DATASET EXTRACT -
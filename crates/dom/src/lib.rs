//! The tree abstraction the transformation engine reads from and writes into.
//!
//! A [`Document`] owns its nodes in an arena; [`XmlNode`] is a cheap `Copy` handle
//! into it. Source, stylesheet and output trees are all plain documents, and the
//! output document doubles as the node factory handed to the engine.

pub mod datasource;
pub mod document;
pub mod error;
pub mod parse;
pub mod serialize;

pub use document::{Document, NodeId, NodeKind, XmlNode};
pub use error::DomError;
pub use serialize::{SerializeOptions, escape_attribute, escape_text, xml_text, xml_value};

/// Namespace URI permanently bound to the `xml` prefix.
pub const XML_NAMESPACE: &str = "http://www.w3.org/XML/1998/namespace";
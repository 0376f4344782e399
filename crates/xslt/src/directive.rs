//! Classification of stylesheet nodes into directives.

use std::fmt;
use weft_dom::XmlNode;

/// The prefix that marks an element as a transformation directive.
pub const XSL_PREFIX: &str = "xsl";

/// What a stylesheet node asks the interpreter to do.
#[derive(Debug, Clone, PartialEq, Eq)]
pub enum Directive {
    /// Anything outside the `xsl` prefix: copied through as output.
    Literal,
    ApplyTemplates,
    Attribute,
    CallTemplate,
    Choose,
    Comment,
    Copy,
    CopyOf,
    Element,
    ForEach,
    If,
    Otherwise,
    Output,
    Param,
    Sort,
    /// `xsl:stylesheet` or its synonym `xsl:transform`.
    Stylesheet,
    Template,
    Text,
    ValueOf,
    Variable,
    When,
    WithParam,
    /// A directive this interpreter does not implement, by local name.
    Unsupported(String),
}

impl Directive {
    pub fn of(node: XmlNode<'_>) -> Self {
        if !node.is_element() {
            return Directive::Literal;
        }
        match node.qname() {
            Some(name) if name.prefix.as_deref() == Some(XSL_PREFIX) => {
                Self::from_local_name(&name.local_part)
            }
            _ => Directive::Literal,
        }
    }

    pub fn from_local_name(name: &str) -> Self {
        match name {
            "apply-templates" => Directive::ApplyTemplates,
            "attribute" => Directive::Attribute,
            "call-template" => Directive::CallTemplate,
            "choose" => Directive::Choose,
            "comment" => Directive::Comment,
            "copy" => Directive::Copy,
            "copy-of" => Directive::CopyOf,
            "element" => Directive::Element,
            "for-each" => Directive::ForEach,
            "if" => Directive::If,
            "otherwise" => Directive::Otherwise,
            "output" => Directive::Output,
            "param" => Directive::Param,
            "sort" => Directive::Sort,
            "stylesheet" | "transform" => Directive::Stylesheet,
            "template" => Directive::Template,
            "text" => Directive::Text,
            "value-of" => Directive::ValueOf,
            "variable" => Directive::Variable,
            "when" => Directive::When,
            "with-param" => Directive::WithParam,
            other => Directive::Unsupported(other.to_string()),
        }
    }

    pub fn local_name(&self) -> &str {
        match self {
            Directive::Literal => "",
            Directive::ApplyTemplates => "apply-templates",
            Directive::Attribute => "attribute",
            Directive::CallTemplate => "call-template",
            Directive::Choose => "choose",
            Directive::Comment => "comment",
            Directive::Copy => "copy",
            Directive::CopyOf => "copy-of",
            Directive::Element => "element",
            Directive::ForEach => "for-each",
            Directive::If => "if",
            Directive::Otherwise => "otherwise",
            Directive::Output => "output",
            Directive::Param => "param",
            Directive::Sort => "sort",
            Directive::Stylesheet => "stylesheet",
            Directive::Template => "template",
            Directive::Text => "text",
            Directive::ValueOf => "value-of",
            Directive::Variable => "variable",
            Directive::When => "when",
            Directive::WithParam => "with-param",
            Directive::Unsupported(name) => name,
        }
    }
}

impl fmt::Display for Directive {
    fn fmt(&self, f: &mut fmt::Formatter<'_>) -> fmt::Result {
        match self {
            Directive::Literal => f.write_str("literal"),
            other => write!(f, "{}:{}", XSL_PREFIX, other.local_name()),
        }
    }
}
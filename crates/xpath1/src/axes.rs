//! Node collection along each XPath axis.
//!
//! [`collect`] returns nodes in proximity order: document order on forward
//! axes, nearest-first on reverse ones. Predicate positions are read straight
//! off that order.

use crate::ast::Axis;
use crate::datasource::{DataSourceNode, NodeType};
use std::iter;

pub fn collect<'a, N: DataSourceNode<'a>>(axis: Axis, node: N) -> Vec<N> {
    match axis {
        Axis::Child => node.children().collect(),
        Axis::Attribute => node.attributes().collect(),
        Axis::SelfAxis => vec![node],
        Axis::Descendant => descendants(node),
        Axis::DescendantOrSelf => iter::once(node).chain(descendants(node)).collect(),
        Axis::Parent => node.parent().into_iter().collect(),
        Axis::Ancestor => ancestors(node).collect(),
        Axis::AncestorOrSelf => iter::once(node).chain(ancestors(node)).collect(),
        Axis::FollowingSibling => siblings(node).map(|(_, after)| after).unwrap_or_default(),
        Axis::PrecedingSibling => siblings(node)
            .map(|(before, _)| before.into_iter().rev().collect())
            .unwrap_or_default(),
        Axis::Following => following(node),
        Axis::Preceding => preceding(node),
    }
}

fn ancestors<'a, N: DataSourceNode<'a>>(node: N) -> impl Iterator<Item = N> {
    iter::successors(node.parent(), |n| n.parent())
}

/// Pre-order walk below `node`, which is document order.
fn descendants<'a, N: DataSourceNode<'a>>(node: N) -> Vec<N> {
    let mut result = Vec::new();
    let mut stack: Vec<N> = node.children().collect();
    stack.reverse();
    while let Some(current) = stack.pop() {
        result.push(current);
        let len = stack.len();
        stack.extend(current.children());
        stack[len..].reverse();
    }
    result
}

/// The siblings before and after `node`, both in document order. Attributes
/// and parentless nodes have none.
fn siblings<'a, N: DataSourceNode<'a>>(node: N) -> Option<(Vec<N>, Vec<N>)> {
    if node.node_type() == NodeType::Attribute {
        return None;
    }
    let mut before: Vec<N> = node.parent()?.children().collect();
    let index = before.iter().position(|&c| c == node)?;
    let after = before.split_off(index + 1);
    before.truncate(index);
    Some((before, after))
}

/// An attribute stands in for its owner element, except that the owner's
/// content follows the attribute.
fn following<'a, N: DataSourceNode<'a>>(node: N) -> Vec<N> {
    let mut result = Vec::new();
    let start = if node.node_type() == NodeType::Attribute {
        let Some(owner) = node.parent() else {
            return result;
        };
        result.extend(descendants(owner));
        owner
    } else {
        node
    };

    for current in iter::once(start).chain(ancestors(start)) {
        if let Some((_, after)) = siblings(current) {
            for sibling in after {
                result.push(sibling);
                result.extend(descendants(sibling));
            }
        }
    }
    result
}

fn preceding<'a, N: DataSourceNode<'a>>(node: N) -> Vec<N> {
    let mut result = Vec::new();
    let start = if node.node_type() == NodeType::Attribute {
        let Some(owner) = node.parent() else {
            return result;
        };
        owner
    } else {
        node
    };

    for current in iter::once(start).chain(ancestors(start)) {
        if let Some((before, _)) = siblings(current) {
            for sibling in before.into_iter().rev() {
                result.extend(descendants(sibling).into_iter().rev());
                result.push(sibling);
            }
        }
    }
    result
}
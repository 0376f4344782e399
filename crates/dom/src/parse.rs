//! Loads XML text into a [`Document`] through roxmltree.

use crate::XML_NAMESPACE;
use crate::document::{Document, XmlNode};
use crate::error::DomError;
use roxmltree::NodeType as SourceType;
use weft_xpath1::QName;

impl Document {
    /// Parses `text` into a new mutable document.
    ///
    /// roxmltree resolves entities and namespaces; element and attribute prefixes
    /// are recovered from the declarations in scope. Namespace declarations
    /// themselves are not materialized as attributes.
    pub fn parse(text: &str) -> Result<Document, DomError> {
        let mut options = roxmltree::ParsingOptions::default();
        options.allow_dtd = true;
        let source = roxmltree::Document::parse_with_options(text, options)?;

        let doc = Document::new();
        let root = doc.root();
        for child in source.root().children() {
            load(&doc, root, child)?;
        }
        log::debug!("Parsed document with {} nodes", doc.node_count());
        Ok(doc)
    }
}

fn qualified(node: roxmltree::Node<'_, '_>, namespace: Option<&str>, local: &str) -> QName {
    let prefix = namespace
        .and_then(|uri| {
            if uri == XML_NAMESPACE {
                Some("xml")
            } else {
                node.lookup_prefix(uri)
            }
        })
        .filter(|prefix| !prefix.is_empty())
        .map(str::to_string);
    QName {
        prefix,
        local_part: local.to_string(),
    }
}

fn load<'d>(
    doc: &'d Document,
    parent: XmlNode<'d>,
    node: roxmltree::Node<'_, '_>,
) -> Result<(), DomError> {
    let created = match node.node_type() {
        SourceType::Element => {
            let tag = node.tag_name();
            let element = doc.create_element_qname(qualified(node, tag.namespace(), tag.name()));
            for attr in node.attributes() {
                let name = qualified(node, attr.namespace(), attr.name());
                element.set_attribute(&name.to_string(), attr.value())?;
            }
            for child in node.children() {
                load(doc, element, child)?;
            }
            element
        }
        SourceType::Text => doc.create_text(node.text().unwrap_or_default()),
        SourceType::Comment => doc.create_comment(node.text().unwrap_or_default()),
        SourceType::PI => match node.pi() {
            Some(pi) => doc.create_processing_instruction(pi.target, pi.value.unwrap_or_default()),
            None => return Ok(()),
        },
        SourceType::Root => return Ok(()),
    };
    parent.append_child(created)
}
//! XSLT 1.0 template interpreter.
//!
//! Stylesheets are interpreted directly from their parsed tree: each node is
//! classified as a [`Directive`] and executed against an evaluation
//! [`Context`], writing into a fragment of a caller-supplied output document.

pub mod avt;
pub mod config;
pub mod context;
mod copy;
pub mod directive;
pub mod error;
mod interpreter;
pub mod matcher;
pub mod processor;
pub mod sort;

pub use config::ExecutionConfig;
pub use context::{Context, Value};
pub use directive::Directive;
pub use error::XsltError;
pub use processor::{XsltProcessor, xslt_process};
pub use sort::{SortOrder, SortSpec, SortType};
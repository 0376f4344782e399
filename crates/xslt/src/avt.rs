//! Attribute value templates: `{expr}` placeholders inside attribute text.

use crate::context::Context;
use crate::error::XsltError;
use weft_xpath1::ResultType;

/// Expands every `{expr}` in `raw`, left to right. A `{` with no closing `}`
/// is kept as literal text.
pub fn expand(raw: &str, ctx: &Context<'_, '_>) -> Result<String, XsltError> {
    let mut parts = raw.split('{');
    let mut out = parts.next().unwrap_or_default().to_string();
    for part in parts {
        match part.split_once('}') {
            Some((expr, rest)) => {
                out.push_str(&ctx.eval(expr, ResultType::String)?.to_string());
                out.push_str(rest);
            }
            None => {
                log::warn!("Unterminated '{{' in attribute value template: {:?}", raw);
                out.push('{');
                out.push_str(part);
            }
        }
    }
    Ok(out)
}
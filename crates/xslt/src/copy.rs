//! Node copying for `xsl:copy` and `xsl:copy-of`.

use crate::error::XsltError;
use weft_dom::{NodeKind, XmlNode};

/// Copies `src` (but not its attributes or children) into `dst`. Returns the
/// new element when `src` is an element. Attributes are set on `dst`;
/// document, fragment and processing-instruction nodes produce nothing.
pub(crate) fn copy_node<'o>(
    dst: XmlNode<'o>,
    src: XmlNode<'_>,
) -> Result<Option<XmlNode<'o>>, XsltError> {
    let doc = dst.document();
    let created = match src.kind() {
        NodeKind::Element => {
            let element = doc.create_element(&src.qualified_name());
            dst.append_child(element)?;
            return Ok(Some(element));
        }
        NodeKind::Text => doc.create_text(&src.value()),
        NodeKind::CData => doc.create_cdata(&src.value()),
        NodeKind::Comment => doc.create_comment(&src.value()),
        NodeKind::Attribute => {
            let name = src.qualified_name();
            if !dst.is_element() {
                return Err(XsltError::NotAnElement {
                    name,
                    kind: dst.kind().to_string(),
                });
            }
            dst.set_attribute(&name, &src.value())?;
            return Ok(None);
        }
        NodeKind::Document | NodeKind::Fragment | NodeKind::ProcessingInstruction => {
            return Ok(None);
        }
    };
    dst.append_child(created)?;
    Ok(None)
}

/// Copies `src` with its attributes and descendants into `dst`. Documents and
/// fragments contribute their children.
pub(crate) fn copy_of<'o>(dst: XmlNode<'o>, src: XmlNode<'_>) -> Result<(), XsltError> {
    match src.kind() {
        NodeKind::Document | NodeKind::Fragment => {
            for child in src.children() {
                copy_of(dst, child)?;
            }
        }
        NodeKind::Element => {
            if let Some(element) = copy_node(dst, src)? {
                for attr in src.attributes() {
                    copy_node(element, attr)?;
                }
                for child in src.children() {
                    copy_of(element, child)?;
                }
            }
        }
        _ => {
            copy_node(dst, src)?;
        }
    }
    Ok(())
}
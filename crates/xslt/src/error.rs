use thiserror::Error;
use weft_dom::DomError;
use weft_xpath1::XPathError;

#[derive(Error, Debug)]
pub enum XsltError {
    #[error("Not implemented: xsl:{0}")]
    NotImplemented(String),

    #[error("xsl:{0} is only valid inside its owning instruction")]
    Misplaced(String),

    #[error("Unsupported sort data-type '{0}'")]
    UnsupportedSortType(String),

    #[error("Cannot set attribute '{name}' on a {kind} node")]
    NotAnElement { name: String, kind: String },

    #[error("No XSL stylesheet was given")]
    NoStylesheet,

    #[error("Call to unknown named template '{0}'")]
    UnknownTemplate(String),

    #[error("XPath evaluation error: {0}")]
    XPath(#[from] XPathError),

    #[error("Output tree error: {0}")]
    Dom(#[from] DomError),
}
#[cfg(test)]
mod tests {
    use super::*;
    use crate::datasource::tests::{MockNode, MockTree, create_test_tree};
    use std::collections::HashMap;

    struct Fixture<'a> {
        tree: &'a MockTree,
        funcs: FunctionRegistry,
        vars: HashMap<String, XPathValue<MockNode<'a>>>,
    }

    impl<'a> Fixture<'a> {
        fn new(tree: &'a MockTree) -> Self {
            Fixture {
                tree,
                funcs: FunctionRegistry::default(),
                vars: HashMap::new(),
            }
        }

        fn node(&self, id: usize) -> MockNode<'a> {
            MockNode {
                id,
                tree: self.tree,
            }
        }

        fn at<'s>(&'s self, id: usize, pos: usize, size: usize) -> EvaluationContext<'a, 's, MockNode<'a>> {
            EvaluationContext::new(
                self.node(id),
                self.node(0),
                &self.funcs,
                pos,
                size,
                &self.vars,
                false,
            )
        }

        fn call(&self, name: &str, args: Vec<XPathValue<MockNode<'a>>>) -> XPathValue<MockNode<'a>> {
            evaluate_function(name, args, &self.at(0, 1, 1)).unwrap()
        }
    }

    fn s<'a>(value: &str) -> XPathValue<MockNode<'a>> {
        XPathValue::String(value.to_string())
    }

    fn n<'a>(value: f64) -> XPathValue<MockNode<'a>> {
        XPathValue::Number(value)
    }

    #[test]
    fn test_every_builtin_is_registered_under_its_name() {
        let registry = FunctionRegistry::default();
        for (name, function) in BUILTINS {
            assert_eq!(registry.get(name), Some(*function));
            assert_eq!(function.name(), *name);
        }
        assert!(!FunctionRegistry::new().contains("count"));
    }

    #[test]
    fn test_arity_errors() {
        let tree = create_test_tree();
        let fx = Fixture::new(&tree);
        let ctx = fx.at(0, 1, 1);
        let message = |name: &str, args| match evaluate_function(name, args, &ctx) {
            Err(XPathError::FunctionError { function, message }) => format!("{function}: {message}"),
            other => panic!("expected an arity error, got {other:?}"),
        };
        assert_eq!(message("concat", vec![s("lonely")]), "concat(): Expected at least 2 arguments");
        assert_eq!(message("count", vec![]), "count(): Expected 1 argument");
        assert_eq!(message("substring", vec![s("x")]), "substring(): Expected 2 or 3 arguments");
        assert_eq!(message("true", vec![s("x")]), "true(): Expected 0 arguments");
        assert_eq!(message("translate", vec![s("a"), s("b")]), "translate(): Expected 3 arguments");
    }

    #[test]
    fn test_unknown_function_and_node_tests() {
        let tree = create_test_tree();
        let fx = Fixture::new(&tree);
        let ctx = fx.at(0, 1, 1);
        assert_eq!(
            evaluate_function("format-number", vec![], &ctx).unwrap_err(),
            XPathError::FunctionError {
                function: "format-number".to_string(),
                message: "Unknown XPath function".to_string(),
            }
        );
        assert!(matches!(
            evaluate_function("text", vec![], &ctx),
            Err(XPathError::FunctionError { message, .. }) if message.contains("node-test")
        ));
    }

    #[test]
    fn test_string_functions() {
        let tree = create_test_tree();
        let fx = Fixture::new(&tree);
        assert_eq!(
            fx.call("concat", vec![s("Hello"), s(" "), s("World"), n(42.0)]).to_string(),
            "Hello World42"
        );
        assert!(fx.call("starts-with", vec![s("abcdef"), s("abc")]).to_bool());
        assert!(!fx.call("starts-with", vec![s("abcdef"), s("def")]).to_bool());
        assert!(fx.call("contains", vec![s("abcdef"), s("cd")]).to_bool());
        assert_eq!(
            fx.call("substring-before", vec![s("1999/04/01"), s("/")]).to_string(),
            "1999"
        );
        assert_eq!(
            fx.call("substring-after", vec![s("1999/04/01"), s("/")]).to_string(),
            "04/01"
        );
        assert_eq!(fx.call("substring-after", vec![s("abc"), s("x")]).to_string(), "");
        assert_eq!(
            fx.call("normalize-space", vec![s("  leading \n and   \t trailing  ")]).to_string(),
            "leading and trailing"
        );
    }

    #[test]
    fn test_substring_rounding() {
        let tree = create_test_tree();
        let fx = Fixture::new(&tree);
        let sub = |args| fx.call("substring", args).to_string();
        assert_eq!(sub(vec![s("12345"), n(2.0), n(3.0)]), "234");
        assert_eq!(sub(vec![s("12345"), n(2.0)]), "2345");
        assert_eq!(sub(vec![s("12345"), n(1.5), n(2.6)]), "234");
        assert_eq!(sub(vec![s("12345"), n(0.0), n(3.0)]), "12");
        assert_eq!(sub(vec![s("12345"), n(f64::NAN), n(3.0)]), "");
        assert_eq!(sub(vec![s("12345"), n(-42.0), n(f64::INFINITY)]), "12345");
    }

    #[test]
    fn test_translate() {
        let tree = create_test_tree();
        let fx = Fixture::new(&tree);
        let tr = |a: &str, b: &str, c: &str| fx.call("translate", vec![s(a), s(b), s(c)]).to_string();
        assert_eq!(tr("BAR", "ABC", "abc"), "baR");
        assert_eq!(tr("12:30", "0123456789", "abcdefghij"), "bc:da");
        assert_eq!(tr("--aaa--", "abc-", "ABC"), "AAA");
    }

    #[test]
    fn test_context_defaults() {
        let tree = create_test_tree();
        let fx = Fixture::new(&tree);
        let para = fx.at(1, 1, 1);
        assert_eq!(evaluate_function("string-length", vec![], &para).unwrap().to_number(), 5.0);
        assert_eq!(evaluate_function("string", vec![], &para).unwrap().to_string(), "Hello");
        assert_eq!(evaluate_function("local-name", vec![], &para).unwrap().to_string(), "para");
        assert!(evaluate_function("number", vec![], &para).unwrap().to_number().is_nan());

        let text = fx.at(4, 1, 1);
        assert_eq!(evaluate_function("local-name", vec![], &text).unwrap().to_string(), "");
    }

    #[test]
    fn test_names_of_argument_nodes() {
        let tree = create_test_tree();
        let fx = Fixture::new(&tree);
        let lang = vec![XPathValue::NodeSet(vec![fx.node(3)])];
        assert_eq!(fx.call("name", lang.clone()).to_string(), "xml:lang");
        assert_eq!(fx.call("local-name", lang).to_string(), "lang");
        assert_eq!(fx.call("name", vec![XPathValue::NodeSet(vec![])]).to_string(), "");
        assert!(matches!(
            evaluate_function("name", vec![s("para")], &fx.at(0, 1, 1)),
            Err(XPathError::TypeError(_))
        ));
    }

    #[test]
    fn test_boolean_functions() {
        let tree = create_test_tree();
        let fx = Fixture::new(&tree);
        assert!(!fx.call("not", vec![XPathValue::Boolean(true)]).to_bool());
        assert!(fx.call("not", vec![n(0.0)]).to_bool());
        assert!(fx.call("not", vec![s("")]).to_bool());
        assert_eq!(
            fx.call("boolean", vec![XPathValue::NodeSet(vec![])]),
            XPathValue::Boolean(false)
        );
    }

    #[test]
    fn test_lang_uses_nearest_declaration() {
        let tree = create_test_tree();
        let fx = Fixture::new(&tree);
        // Text node 4 sits in a para declaring xml:lang="en"; div 6 declares nothing.
        let text = fx.at(4, 1, 1);
        let div = fx.at(6, 1, 1);
        assert!(evaluate_function("lang", vec![s("en")], &text).unwrap().to_bool());
        assert!(evaluate_function("lang", vec![s("EN")], &text).unwrap().to_bool());
        assert!(!evaluate_function("lang", vec![s("en-GB")], &text).unwrap().to_bool());
        assert!(!evaluate_function("lang", vec![s("en")], &div).unwrap().to_bool());
    }

    #[test]
    fn test_number_functions() {
        let tree = create_test_tree();
        let fx = Fixture::new(&tree);
        let num = |name: &str, v: f64| fx.call(name, vec![n(v)]).to_number();
        assert_eq!(fx.call("number", vec![s(" 7 ")]).to_number(), 7.0);
        assert_eq!(fx.call("number", vec![XPathValue::Boolean(true)]).to_number(), 1.0);
        assert_eq!(num("floor", 2.7), 2.0);
        assert_eq!(num("ceiling", 2.1), 3.0);
        assert_eq!(num("round", 2.5), 3.0);
        assert_eq!(num("round", 2.4), 2.0);
        assert_eq!(num("round", -2.5), -2.0);
        assert_eq!(num("round", -2.6), -3.0);
    }

    #[test]
    fn test_sum_and_count() {
        let tree = create_test_tree();
        let fx = Fixture::new(&tree);
        // "Hello" and "p1" are not numbers.
        let words = vec![XPathValue::NodeSet(vec![fx.node(1), fx.node(2)])];
        assert!(fx.call("sum", words.clone()).to_number().is_nan());
        assert_eq!(fx.call("count", words).to_number(), 2.0);
        assert_eq!(fx.call("sum", vec![XPathValue::NodeSet(vec![])]).to_number(), 0.0);
        assert!(matches!(
            evaluate_function("sum", vec![n(1.0)], &fx.at(0, 1, 1)),
            Err(XPathError::TypeError(_))
        ));
    }

    #[test]
    fn test_position_and_last() {
        let tree = create_test_tree();
        let fx = Fixture::new(&tree);
        let ctx = fx.at(1, 2, 5);
        assert_eq!(evaluate_function("last", vec![], &ctx).unwrap().to_number(), 5.0);
        assert_eq!(evaluate_function("position", vec![], &ctx).unwrap().to_number(), 2.0);
    }

    #[test]
    fn test_id_and_generate_id() {
        let tree = create_test_tree();
        let fx = Fixture::new(&tree);
        assert_eq!(
            fx.call("id", vec![s("nope p1")]),
            XPathValue::NodeSet(vec![fx.node(1)])
        );
        assert_eq!(fx.call("id", vec![s("  ")]), XPathValue::NodeSet(vec![]));

        let own = evaluate_function("generate-id", vec![], &fx.at(1, 1, 1)).unwrap().to_string();
        let same = fx.call("generate-id", vec![XPathValue::NodeSet(vec![fx.node(1)])]).to_string();
        let other = fx.call("generate-id", vec![XPathValue::NodeSet(vec![fx.node(8)])]).to_string();
        assert_eq!(own, same);
        assert_ne!(own, other);
        assert!(own.starts_with("id"));
        assert_eq!(fx.call("generate-id", vec![XPathValue::NodeSet(vec![])]).to_string(), "");
    }
}
//! Syntax tree for XPath 1.0 expressions.

use std::fmt;

#[derive(Debug, Clone, PartialEq)]
pub enum Expression {
    Literal(String),
    Number(f64),
    LocationPath(LocationPath),
    Variable(String),
    FunctionCall {
        name: String,
        args: Vec<Expression>,
    },
    BinaryOp {
        left: Box<Expression>,
        op: BinaryOperator,
        right: Box<Expression>,
    },
    UnaryOp {
        op: UnaryOperator,
        expr: Box<Expression>,
    },
    /// A primary expression narrowed by predicates, like `$items[2]` or `(a|b)[last()]`.
    Filter {
        expr: Box<Expression>,
        predicates: Vec<Expression>,
    },
}

#[derive(Debug, Clone, Copy, PartialEq, Eq)]
pub enum UnaryOperator {
    Minus,
}

#[derive(Debug, Clone, Copy, PartialEq, Eq)]
pub enum BinaryOperator {
    Or,
    And,
    Equals,
    NotEquals,
    LessThan,
    LessThanOrEqual,
    GreaterThan,
    GreaterThanOrEqual,
    Plus,
    Minus,
    Multiply,
    Divide,
    Modulo,
    Union,
}

impl BinaryOperator {
    pub fn symbol(self) -> &'static str {
        match self {
            BinaryOperator::Or => "or",
            BinaryOperator::And => "and",
            BinaryOperator::Equals => "=",
            BinaryOperator::NotEquals => "!=",
            BinaryOperator::LessThan => "<",
            BinaryOperator::LessThanOrEqual => "<=",
            BinaryOperator::GreaterThan => ">",
            BinaryOperator::GreaterThanOrEqual => ">=",
            BinaryOperator::Plus => "+",
            BinaryOperator::Minus => "-",
            BinaryOperator::Multiply => "*",
            BinaryOperator::Divide => "div",
            BinaryOperator::Modulo => "mod",
            BinaryOperator::Union => "|",
        }
    }
}

impl fmt::Display for BinaryOperator {
    fn fmt(&self, f: &mut fmt::Formatter<'_>) -> fmt::Result {
        f.write_str(self.symbol())
    }
}

/// A location path such as `/child::foo`, `descendant::bar[1]` or `$var/item`.
#[derive(Debug, Clone, PartialEq)]
pub struct LocationPath {
    /// The expression the path continues from, for `$var/foo` or `id('x')/foo`.
    pub start_point: Option<Box<Expression>>,
    /// Starts at the evaluation root. Ignored when `start_point` is set.
    pub is_absolute: bool,
    pub steps: Vec<Step>,
}

/// One step of a location path, like `child::foo[position() > 1]`.
#[derive(Debug, Clone, PartialEq)]
pub struct Step {
    pub axis: Axis,
    pub node_test: NodeTest,
    pub predicates: Vec<Expression>,
}

impl Step {
    /// The `descendant-or-self::node()` step that `//` abbreviates.
    pub fn descendant_or_self() -> Self {
        Step {
            axis: Axis::DescendantOrSelf,
            node_test: NodeTest::NodeType(NodeTypeTest::Node),
            predicates: Vec::new(),
        }
    }
}

/// Every axis except `namespace`, which has no nodes in this data model.
#[derive(Debug, Clone, Copy, PartialEq, Eq)]
pub enum Axis {
    Child,
    Descendant,
    DescendantOrSelf,
    Attribute,
    Parent,
    Ancestor,
    AncestorOrSelf,
    SelfAxis,
    FollowingSibling,
    PrecedingSibling,
    Following,
    Preceding,
}

impl Axis {
    pub const ALL: [Axis; 12] = [
        Axis::Child,
        Axis::Descendant,
        Axis::DescendantOrSelf,
        Axis::Attribute,
        Axis::Parent,
        Axis::Ancestor,
        Axis::AncestorOrSelf,
        Axis::SelfAxis,
        Axis::FollowingSibling,
        Axis::PrecedingSibling,
        Axis::Following,
        Axis::Preceding,
    ];

    pub fn name(self) -> &'static str {
        match self {
            Axis::Child => "child",
            Axis::Descendant => "descendant",
            Axis::DescendantOrSelf => "descendant-or-self",
            Axis::Attribute => "attribute",
            Axis::Parent => "parent",
            Axis::Ancestor => "ancestor",
            Axis::AncestorOrSelf => "ancestor-or-self",
            Axis::SelfAxis => "self",
            Axis::FollowingSibling => "following-sibling",
            Axis::PrecedingSibling => "preceding-sibling",
            Axis::Following => "following",
            Axis::Preceding => "preceding",
        }
    }

    pub fn from_name(name: &str) -> Option<Self> {
        Self::ALL.into_iter().find(|axis| axis.name() == name)
    }

    /// Reverse axes number their proximity positions backwards from the context node.
    pub fn is_reverse(self) -> bool {
        matches!(
            self,
            Axis::Parent
                | Axis::Ancestor
                | Axis::AncestorOrSelf
                | Axis::PrecedingSibling
                | Axis::Preceding
        )
    }
}

impl fmt::Display for Axis {
    fn fmt(&self, f: &mut fmt::Formatter<'_>) -> fmt::Result {
        f.write_str(self.name())
    }
}

#[derive(Debug, Clone, PartialEq, Eq)]
pub enum NodeTest {
    /// A qualified name test (e.g., `foo`, `xsl:if`).
    Name(String),
    /// `*`
    Wildcard,
    NodeType(NodeTypeTest),
}

#[derive(Debug, Clone, Copy, PartialEq, Eq)]
pub enum NodeTypeTest {
    Text,
    Node,
    Comment,
    ProcessingInstruction,
}

impl NodeTypeTest {
    /// Recognizes the name before `()` in a node-type test.
    pub fn from_name(name: &str) -> Option<Self> {
        match name {
            "text" => Some(NodeTypeTest::Text),
            "node" => Some(NodeTypeTest::Node),
            "comment" => Some(NodeTypeTest::Comment),
            "processing-instruction" => Some(NodeTypeTest::ProcessingInstruction),
            _ => None,
        }
    }
}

PROBLEM - Look through the material above for the string "ResultType" and copy each line that has it.

SOLVED EXERCISE -
use weft_xpath1::ResultType;
                out.push_str(&ctx.eval(expr, ResultType::String)?.to_string());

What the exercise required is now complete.